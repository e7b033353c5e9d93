//! Attendance dispatch: the single context that owns the cooldown table,
//! the unknown-streak tracker, and the marked-today cache, and that issues
//! every persistence call.
//!
//! Worker cycles and manual marks are marshalled here over a channel, so
//! no two callers ever race on dispatch for the same identity.

use std::sync::atomic::{AtomicBool, Ordering};
use std::sync::Arc;
use std::time::Instant;

use chrono::{Local, NaiveDateTime};
use thiserror::Error;
use tokio::sync::{broadcast, mpsc, oneshot, watch};

use presence_core::debounce::AttendanceDebouncer;
use presence_core::streak::{StreakSignal, UnknownStreakTracker};
use presence_core::{AnnotatedResult, RecognitionResult, ScanStatus};

use crate::attendance::{self, MarkOutcome};
use crate::network::NetworkGuard;
use crate::store::{MarkMethod, MarkedToday, Store, StoreError};

/// Events surfaced to daemon-level subscribers.
#[derive(Debug, Clone)]
pub enum EngineEvent {
    /// The unknown streak crossed its limit: offer manual entry.
    FallbackNeeded,
    /// The surfaced fallback state was cleared.
    FallbackCleared,
    /// An attendance record landed.
    Marked { emp_code: String, full_name: String },
    /// An enrollment capture collected all its samples.
    EnrollmentComplete { samples: usize },
    /// The camera failed repeatedly; the session is over.
    CameraLost { reason: String },
}

/// Messages accepted by the dispatcher.
pub enum DispatchMsg {
    /// One worker cycle's result set.
    Cycle(Vec<RecognitionResult>),
    /// Manual check-in request.
    ManualMark {
        emp_code: String,
        reply: oneshot::Sender<Result<MarkOutcome, DispatchError>>,
    },
    /// Re-hydrate the marked-today cache (sent at scan session start).
    RefreshMarked,
}

#[derive(Error, Debug)]
pub enum DispatchError {
    #[error("not connected to the office network")]
    OffNetwork,
    #[error(transparent)]
    Store(#[from] StoreError),
    #[error("dispatcher unavailable")]
    ChannelClosed,
}

pub struct Dispatcher {
    store: Arc<Store>,
    guard: NetworkGuard,
    debouncer: AttendanceDebouncer,
    streak: UnknownStreakTracker,
    marked: MarkedToday,
    results_tx: watch::Sender<Vec<AnnotatedResult>>,
    events_tx: broadcast::Sender<EngineEvent>,
    /// Mirror of the surfaced-fallback state, readable from any context.
    fallback_flag: Arc<AtomicBool>,
}

impl Dispatcher {
    #[allow(clippy::too_many_arguments)]
    pub fn new(
        store: Arc<Store>,
        guard: NetworkGuard,
        cooldown: std::time::Duration,
        unknown_streak_limit: u32,
        results_tx: watch::Sender<Vec<AnnotatedResult>>,
        events_tx: broadcast::Sender<EngineEvent>,
        fallback_flag: Arc<AtomicBool>,
    ) -> Self {
        Self {
            store,
            guard,
            debouncer: AttendanceDebouncer::new(cooldown),
            streak: UnknownStreakTracker::new(unknown_streak_limit),
            marked: MarkedToday::new(Local::now().date_naive()),
            results_tx,
            events_tx,
            fallback_flag,
        }
    }

    /// Blocking message loop; runs on its own thread until the engine's
    /// senders are gone.
    pub fn run(mut self, mut rx: mpsc::Receiver<DispatchMsg>) {
        tracing::info!("dispatcher started");
        while let Some(msg) = rx.blocking_recv() {
            match msg {
                DispatchMsg::Cycle(results) => {
                    let annotated =
                        self.annotate_cycle(results, Instant::now(), Local::now().naive_local());
                    let _ = self.results_tx.send(annotated);
                }
                DispatchMsg::ManualMark { emp_code, reply } => {
                    let _ = reply.send(self.manual_mark(&emp_code, Local::now().naive_local()));
                }
                DispatchMsg::RefreshMarked => {
                    self.marked = MarkedToday::new(Local::now().date_naive());
                    if let Err(e) = self.marked.refresh(&self.store) {
                        tracing::error!(error = %e, "failed to refresh marked-today cache");
                    }
                }
            }
        }
        tracing::info!("dispatcher exiting");
    }

    /// Annotate one cycle's results and advance the streak tracker.
    fn annotate_cycle(
        &mut self,
        results: Vec<RecognitionResult>,
        now: Instant,
        now_dt: NaiveDateTime,
    ) -> Vec<AnnotatedResult> {
        let any_known = results.iter().any(|r| r.identity.is_some());

        let mut annotated = Vec::with_capacity(results.len());
        for result in results {
            let entry = match result.identity {
                None => AnnotatedResult {
                    region: result.region,
                    identity: None,
                    display_name: None,
                    status: ScanStatus::Unknown,
                },
                Some(code) => {
                    let (status, display_name) = self.dispatch_known(&code, now, now_dt);
                    AnnotatedResult {
                        region: result.region,
                        identity: Some(code),
                        display_name,
                        status,
                    }
                }
            };
            annotated.push(entry);
        }

        match self.streak.observe_cycle(any_known) {
            Some(StreakSignal::FallbackNeeded) => {
                self.fallback_flag.store(true, Ordering::SeqCst);
                let _ = self.events_tx.send(EngineEvent::FallbackNeeded);
            }
            Some(StreakSignal::Cleared) => {
                self.fallback_flag.store(false, Ordering::SeqCst);
                let _ = self.events_tx.send(EngineEvent::FallbackCleared);
            }
            None => {}
        }

        annotated
    }

    /// Decide the outcome for one recognized identity.
    fn dispatch_known(
        &mut self,
        emp_code: &str,
        now: Instant,
        now_dt: NaiveDateTime,
    ) -> (ScanStatus, Option<String>) {
        if self.marked.contains(emp_code) {
            return (ScanStatus::AlreadyPresent, None);
        }
        if !self.debouncer.should_fire(emp_code, now) {
            return (ScanStatus::NewMatch, None);
        }

        match attendance::mark(&self.store, emp_code, MarkMethod::Face, now_dt) {
            Ok(MarkOutcome::Marked { full_name }) => {
                self.marked.insert(emp_code);
                let _ = self.events_tx.send(EngineEvent::Marked {
                    emp_code: emp_code.to_string(),
                    full_name: full_name.clone(),
                });
                (ScanStatus::JustMarked, Some(full_name))
            }
            Ok(MarkOutcome::AlreadyMarked) => {
                self.marked.insert(emp_code);
                (ScanStatus::AlreadyPresent, None)
            }
            Ok(MarkOutcome::NotFound) => {
                tracing::warn!(emp_code, "recognized identity has no employee record");
                (ScanStatus::Error, None)
            }
            Err(e) => {
                tracing::error!(emp_code, error = %e, "attendance dispatch failed");
                (ScanStatus::Error, None)
            }
        }
    }

    fn manual_mark(
        &mut self,
        emp_code: &str,
        now_dt: NaiveDateTime,
    ) -> Result<MarkOutcome, DispatchError> {
        if !self.guard.is_on_office_network() {
            tracing::warn!(emp_code, "manual mark refused: off the office network");
            return Err(DispatchError::OffNetwork);
        }

        let outcome = attendance::mark(&self.store, emp_code, MarkMethod::Manual, now_dt)?;
        if let MarkOutcome::Marked { full_name } = &outcome {
            self.marked.insert(emp_code);
            if self.streak.clear() {
                self.fallback_flag.store(false, Ordering::SeqCst);
                let _ = self.events_tx.send(EngineEvent::FallbackCleared);
            }
            let _ = self.events_tx.send(EngineEvent::Marked {
                emp_code: emp_code.to_string(),
                full_name: full_name.clone(),
            });
        }
        Ok(outcome)
    }
}

#[cfg(test)]
mod tests {
    use super::*;
    use crate::store::NewEmployee;
    use chrono::NaiveDate;
    use presence_core::{Embedding, FaceRegion};
    use std::time::Duration;

    const COOLDOWN: Duration = Duration::from_secs(5);
    const STREAK_LIMIT: u32 = 31;

    fn region() -> FaceRegion {
        FaceRegion {
            x: 0.0,
            y: 0.0,
            width: 10.0,
            height: 10.0,
            confidence: 0.9,
            landmarks: None,
        }
    }

    fn result(identity: Option<&str>) -> RecognitionResult {
        RecognitionResult {
            region: region(),
            identity: identity.map(str::to_string),
        }
    }

    fn now_dt() -> NaiveDateTime {
        NaiveDate::from_ymd_opt(2026, 8, 7)
            .unwrap()
            .and_hms_opt(9, 0, 0)
            .unwrap()
    }

    struct Rig {
        dispatcher: Dispatcher,
        events_rx: broadcast::Receiver<EngineEvent>,
        fallback: Arc<AtomicBool>,
        store: Arc<Store>,
    }

    fn rig() -> Rig {
        let store = Arc::new(Store::open_in_memory().unwrap());
        store
            .add_employee(
                &NewEmployee {
                    code: "E001".into(),
                    full_name: "Asha Rao".into(),
                    joining_date: None,
                    shift_start: None,
                },
                &[Embedding::new(vec![1.0])],
            )
            .unwrap();

        let (results_tx, _results_rx) = watch::channel(Vec::new());
        let (events_tx, events_rx) = broadcast::channel(64);
        let fallback = Arc::new(AtomicBool::new(false));
        let dispatcher = Dispatcher::new(
            Arc::clone(&store),
            NetworkGuard::new(""),
            COOLDOWN,
            STREAK_LIMIT,
            results_tx,
            events_tx,
            Arc::clone(&fallback),
        );
        Rig {
            dispatcher,
            events_rx,
            fallback,
            store,
        }
    }

    #[test]
    fn unknown_face_is_annotated_unknown() {
        let mut rig = rig();
        let out = rig
            .dispatcher
            .annotate_cycle(vec![result(None)], Instant::now(), now_dt());
        assert_eq!(out.len(), 1);
        assert_eq!(out[0].status, ScanStatus::Unknown);
    }

    #[test]
    fn first_recognition_marks_and_reports_name() {
        let mut rig = rig();
        let out = rig
            .dispatcher
            .annotate_cycle(vec![result(Some("E001"))], Instant::now(), now_dt());
        assert_eq!(out[0].status, ScanStatus::JustMarked);
        assert_eq!(out[0].display_name.as_deref(), Some("Asha Rao"));
        assert!(rig.store.marked_on(now_dt().date()).unwrap().contains("E001"));
    }

    #[test]
    fn marked_identity_shows_already_present() {
        let mut rig = rig();
        let t0 = Instant::now();
        rig.dispatcher
            .annotate_cycle(vec![result(Some("E001"))], t0, now_dt());
        let out = rig.dispatcher.annotate_cycle(
            vec![result(Some("E001"))],
            t0 + Duration::from_secs(1),
            now_dt(),
        );
        assert_eq!(out[0].status, ScanStatus::AlreadyPresent);
    }

    #[test]
    fn cooldown_suppresses_redispatch_for_unmarked_identity() {
        // "E404" resolves but has no record, so it never enters the
        // marked cache: first sighting fires (and errors), the second is
        // inside the cooldown window.
        let mut rig = rig();
        let t0 = Instant::now();
        let first = rig
            .dispatcher
            .annotate_cycle(vec![result(Some("E404"))], t0, now_dt());
        assert_eq!(first[0].status, ScanStatus::Error);

        let second = rig.dispatcher.annotate_cycle(
            vec![result(Some("E404"))],
            t0 + Duration::from_secs(2),
            now_dt(),
        );
        assert_eq!(second[0].status, ScanStatus::NewMatch);

        // Exactly at the boundary the dispatch fires again.
        let third = rig
            .dispatcher
            .annotate_cycle(vec![result(Some("E404"))], t0 + COOLDOWN, now_dt());
        assert_eq!(third[0].status, ScanStatus::Error);
    }

    #[test]
    fn unknown_streak_surfaces_fallback_event() {
        let mut rig = rig();
        let t0 = Instant::now();
        for _ in 0..STREAK_LIMIT {
            rig.dispatcher.annotate_cycle(vec![result(None)], t0, now_dt());
        }
        assert!(rig.fallback.load(Ordering::SeqCst));
        assert!(matches!(
            rig.events_rx.try_recv().unwrap(),
            EngineEvent::FallbackNeeded
        ));
    }

    #[test]
    fn empty_cycles_count_toward_the_streak() {
        let mut rig = rig();
        let t0 = Instant::now();
        for _ in 0..STREAK_LIMIT {
            rig.dispatcher.annotate_cycle(Vec::new(), t0, now_dt());
        }
        assert!(rig.fallback.load(Ordering::SeqCst));
    }

    #[test]
    fn known_match_resets_streak_and_clears_fallback() {
        let mut rig = rig();
        let t0 = Instant::now();
        for _ in 0..STREAK_LIMIT {
            rig.dispatcher.annotate_cycle(vec![result(None)], t0, now_dt());
        }
        rig.dispatcher
            .annotate_cycle(vec![result(Some("E001"))], t0, now_dt());
        assert!(!rig.fallback.load(Ordering::SeqCst));
    }

    #[test]
    fn manual_mark_records_and_clears_fallback() {
        let mut rig = rig();
        let t0 = Instant::now();
        for _ in 0..STREAK_LIMIT {
            rig.dispatcher.annotate_cycle(vec![result(None)], t0, now_dt());
        }
        assert!(rig.fallback.load(Ordering::SeqCst));

        let outcome = rig.dispatcher.manual_mark("E001", now_dt()).unwrap();
        assert_eq!(
            outcome,
            MarkOutcome::Marked {
                full_name: "Asha Rao".into()
            }
        );
        assert!(!rig.fallback.load(Ordering::SeqCst));

        // And the identity is now cached as marked.
        let out = rig
            .dispatcher
            .annotate_cycle(vec![result(Some("E001"))], t0, now_dt());
        assert_eq!(out[0].status, ScanStatus::AlreadyPresent);
    }

    #[test]
    fn manual_mark_unknown_code_is_not_found() {
        let mut rig = rig();
        let outcome = rig.dispatcher.manual_mark("E404", now_dt()).unwrap();
        assert_eq!(outcome, MarkOutcome::NotFound);
    }
}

* * *

The lines above that hold the word "FaceRegion" should be found and copied out.

    use presence_core::{Embedding, FaceRegion};
    fn region() -> FaceRegion {
        FaceRegion {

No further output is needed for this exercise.